Easy words to speak; harder words to receive. All quick fixes to the problem of pain. A boorish and rude interruption into the process of healing. Still and yet, words that were often spoken when silence gripped a conversation… when answers weren’t so obvious and when the one offering up solutions wasn’t comfortable with suffering’s significance. Instead of lending grace and time and community to a returning Marine, many were quick to wrap up their comforting with cards and calls and casseroles and deem it enough for the healing.
It wasn’t enough back then; it isn’t enough right now.
And lest you think I’m talking solely about the honorable men and women that serve in our Armed Forces, you’ve missed the bigger picture. For all of us, every last one of us, have stood on the battlefield at one time or another in our lives. We’ve all fought hard for victories that bloodied and bruised us along the way.

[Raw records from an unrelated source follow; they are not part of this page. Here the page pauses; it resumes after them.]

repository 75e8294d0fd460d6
use thiserror::Error;

#[derive(Debug, Error)]
pub enum ConfigError {
    #[error("missing required key '{0}'")]
    MissingKey(String),

    #[error("invalid value for '{key}': {reason}")]
    InvalidValue { key: String, reason: String },

    #[error("'{0}' is not a nested document")]
    NotAnObject(String),

    #[error("{0}")]
    Message(String),

    #[error("JSON error: {0}")]
    Json(#[from] serde_json::Error),
}
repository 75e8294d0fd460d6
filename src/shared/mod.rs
pub mod config;
use crate::engine::types::{Schema, TypeTag};

use super::NullBitmap;

pub const PAGE_HEADER_SIZE: usize = 4;
pub const RECORD_LENGTH_SIZE: usize = 4;
pub const DICTIONARY_HEADER_SIZE: usize = 4;
pub const DICTIONARY_ENTRY_HEADER_SIZE: usize = 4;

/// Slot offsets of one schema, computed once and shared by encoder and decoder.
#[derive(Debug, Clone, PartialEq, Eq)]
pub struct PageLayout {
    types: Vec<TypeTag>,
    column_offsets: Vec<usize>,
    null_bitmap_size: usize,
    record_header_size: usize,
    fixed_record_size: usize,
}

impl PageLayout {
    pub fn new(schema: &Schema) -> Self {
        let types = schema.column_types();
        let null_bitmap_size = NullBitmap::size_for(types.len());
        let record_header_size = RECORD_LENGTH_SIZE + null_bitmap_size;

        let mut column_offsets = Vec::with_capacity(types.len());
        let mut offset = record_header_size;
        for tag in &types {
            column_offsets.push(offset);
            offset += tag.fixed_size();
        }

        Self {
            types,
            column_offsets,
            null_bitmap_size,
            record_header_size,
            fixed_record_size: offset,
        }
    }

    pub fn column_count(&self) -> usize {
        self.types.len()
    }

    pub fn column_type(&self, column: usize) -> TypeTag {
        self.types[column]
    }

    /// Offset of `column`'s slot relative to the start of its record.
    pub fn column_offset(&self, column: usize) -> usize {
        self.column_offsets[column]
    }

    pub fn null_bitmap_size(&self) -> usize {
        self.null_bitmap_size
    }

    pub fn record_header_size(&self) -> usize {
        self.record_header_size
    }

    /// Header plus every slot; the length written into each record.
    pub fn fixed_record_size(&self) -> usize {
        self.fixed_record_size
    }

    /// Smallest page able to hold one record and an empty dictionary.
    pub fn min_page_size(&self) -> usize {
        PAGE_HEADER_SIZE + self.fixed_record_size + DICTIONARY_HEADER_SIZE
    }
}
use std::fmt;

use serde_json::{Number, Value as JsonValue};

use super::{Timestamp, TypeError, TypeTag};

/// One decoded cell. `Null` is distinct from an empty string.
#[derive(Debug, Clone, PartialEq)]
pub enum Value {
    Null,
    Boolean(bool),
    Int64(i64),
    Float64(f64),
    String(String),
    Timestamp(Timestamp),
}

impl Value {
    pub fn is_null(&self) -> bool {
        matches!(self, Value::Null)
    }

    pub fn type_tag(&self) -> Option<TypeTag> {
        match self {
            Value::Null => None,
            Value::Boolean(_) => Some(TypeTag::Boolean),
            Value::Int64(_) => Some(TypeTag::Int64),
            Value::Float64(_) => Some(TypeTag::Float64),
            Value::String(_) => Some(TypeTag::String),
            Value::Timestamp(_) => Some(TypeTag::Timestamp),
        }
    }

    pub(crate) fn kind(&self) -> &'static str {
        self.type_tag().map_or("null", TypeTag::as_str)
    }

    pub fn as_bool(&self) -> Option<bool> {
        match self {
            Value::Boolean(v) => Some(*v),
            _ => None,
        }
    }

    pub fn as_i64(&self) -> Option<i64> {
        match self {
            Value::Int64(v) => Some(*v),
            _ => None,
        }
    }

    pub fn as_f64(&self) -> Option<f64> {
        match self {
            Value::Float64(v) => Some(*v),
            _ => None,
        }
    }

    pub fn as_str(&self) -> Option<&str> {
        match self {
            Value::String(v) => Some(v.as_str()),
            _ => None,
        }
    }

    pub fn as_timestamp(&self) -> Option<Timestamp> {
        match self {
            Value::Timestamp(v) => Some(*v),
            _ => None,
        }
    }

    /// Converts a config literal into a value of the given column type.
    /// Timestamps accept epoch seconds or an RFC 3339 string.
    pub fn from_json(tag: TypeTag, json: &JsonValue) -> Result<Self, TypeError> {
        if json.is_null() {
            return Ok(Value::Null);
        }
        let invalid = || TypeError::InvalidLiteral {
            expected: tag,
            literal: json.to_string(),
        };
        let value = match tag {
            TypeTag::Boolean => Value::Boolean(json.as_bool().ok_or_else(invalid)?),
            TypeTag::Int64 => Value::Int64(json.as_i64().ok_or_else(invalid)?),
            TypeTag::Float64 => Value::Float64(json.as_f64().ok_or_else(invalid)?),
            TypeTag::String => Value::String(json.as_str().ok_or_else(invalid)?.to_string()),
            TypeTag::Timestamp => match json {
                JsonValue::Number(n) => match n.as_i64() {
                    Some(seconds) => Value::Timestamp(Timestamp::from_epoch_second(seconds)),
                    None => {
                        let secs = n.as_f64().ok_or_else(invalid)?;
                        let millis = (secs * 1_000.0).round() as i64;
                        Value::Timestamp(Timestamp::from_epoch_millis(millis))
                    }
                },
                JsonValue::String(raw) => {
                    Value::Timestamp(Timestamp::parse_rfc3339(raw).ok_or_else(invalid)?)
                }
                _ => return Err(invalid()),
            },
        };
        Ok(value)
    }

    pub fn to_json(&self) -> JsonValue {
        match self {
            Value::Null => JsonValue::Null,
            Value::Boolean(v) => JsonValue::Bool(*v),
            Value::Int64(v) => JsonValue::Number(Number::from(*v)),
            Value::Float64(v) => Number::from_f64(*v)
                .map(JsonValue::Number)
                .unwrap_or(JsonValue::Null),
            Value::String(v) => JsonValue::String(v.clone()),
            Value::Timestamp(v) => JsonValue::String(v.to_string()),
        }
    }
}

impl fmt::Display for Value {
    fn fmt(&self, f: &mut fmt::Formatter<'_>) -> fmt::Result {
        match self {
            Value::Null => f.write_str("null"),
            Value::Boolean(v) => write!(f, "{v}"),
            Value::Int64(v) => write!(f, "{v}"),
            Value::Float64(v) => write!(f, "{v}"),
            Value::String(v) => f.write_str(v),
            Value::Timestamp(v) => write!(f, "{v}"),
        }
    }
}

impl From<bool> for Value {
    fn from(value: bool) -> Self {
        Value::Boolean(value)
    }
}

impl From<i64> for Value {
    fn from(value: i64) -> Self {
        Value::Int64(value)
    }
}

impl From<f64> for Value {
    fn from(value: f64) -> Self {
        Value::Float64(value)
    }
}

impl From<&str> for Value {
    fn from(value: &str) -> Self {
        Value::String(value.to_string())
    }
}

impl From<String> for Value {
    fn from(value: String) -> Self {
        Value::String(value)
    }
}

impl From<Timestamp> for Value {
    fn from(value: Timestamp) -> Self {
        Value::Timestamp(value)
    }
}

impl<T: Into<Value>> From<Option<T>> for Value {
    fn from(value: Option<T>) -> Self {
        value.map_or(Value::Null, Into::into)
    }
}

We all boast the wounding and scars of the sacred ground we’ve fought to preserve… the hallowed hill we’ve climbed to take. And when the battle is through, when the victory seemingly won, we, like the Marines of The Pacific get dropped on in our cornfields… left at our train stations and commissioned with the responsibility of getting on with it.
And somewhere in between the dropping off and getting on with it, there resides a gap. A huge gap. Rows and rows of planted seed that requires time and tending before moving forward with harvest. To quickly step over it is to short change the trajectory that will safely and most healthily land us at the threshold of our “next.”  I clearly saw that in the hearts and minds of those returning soldiers in The Pacific. I clearly see this in the heart and mind of me. Even in some of you.

And so, today, I speak to it, and I tell you that I’m not willing to short change my trajectory into my “next.” Today, having just jumped off the train, I willingly stand on the edge of my cornfield and wait. I see the tender shoots before me and will pause long enough to watch them grow in season, not according to my almanac. I will not let others rush me to the other side. They mean well with their cards and calls and casseroles, and the best part of these offerings is nourishment for my walk-thru. I am grateful for them, but they are not enough to heal me. A suffering season that has required a pound or two of flesh as well as a pound or two of struggling faith requires more than human memorial.
It requires eternal mending—sacred renovation and restoration from the only One who knows what it means to suffer perfectly through to victory. God is the trajectory that will safely land me at the threshold of my “next.” Accordingly, he meets me in train station, and he tells me not to rush the journey home. He says that he has time enough to linger with me in my thinking—my talking and my pain. He reminds me that I am the reason for the battle he waged—for the sacred ground he fought to preserve, the hallowed hill he climbed to take. And that according to him, all that is required with my getting on with it is a willingness to place my wearied hand in his nail-scarred one and to rest my wounded flesh next to his. Together, we will unhurriedly watch the harvest come in.
Victories are important, friends, but not all of them are won on the battlefield. Some of them are won next to Jesus, in the silent fields that surround a heart and life upon the return home. This is where I’m standing today. Others may see the battle as over, but I see it is ongoing. Not because I have some martyring need to linger in the pain, but rather because I know that band-aids are poor company when wounds fester with lingering infection. Thus, I give myself permission to tenderly and carefully walk through the mine-field in front of me. I give you permission as well.
Don’t rush you’re getting on with it. Simply live the grace that is given you today, and drink in the view from our Father’s side. He is the trajectory who will safely and wholly… holy lead you home. As always…
Peace for the journey,
PS: I just asked Amelia to pick a number between 1 and 34. She picked 20. So, Cheryl is the winner of Mariel’s new study, Knowing God Through His Names. I’ll have this in the mail to you tomorrow!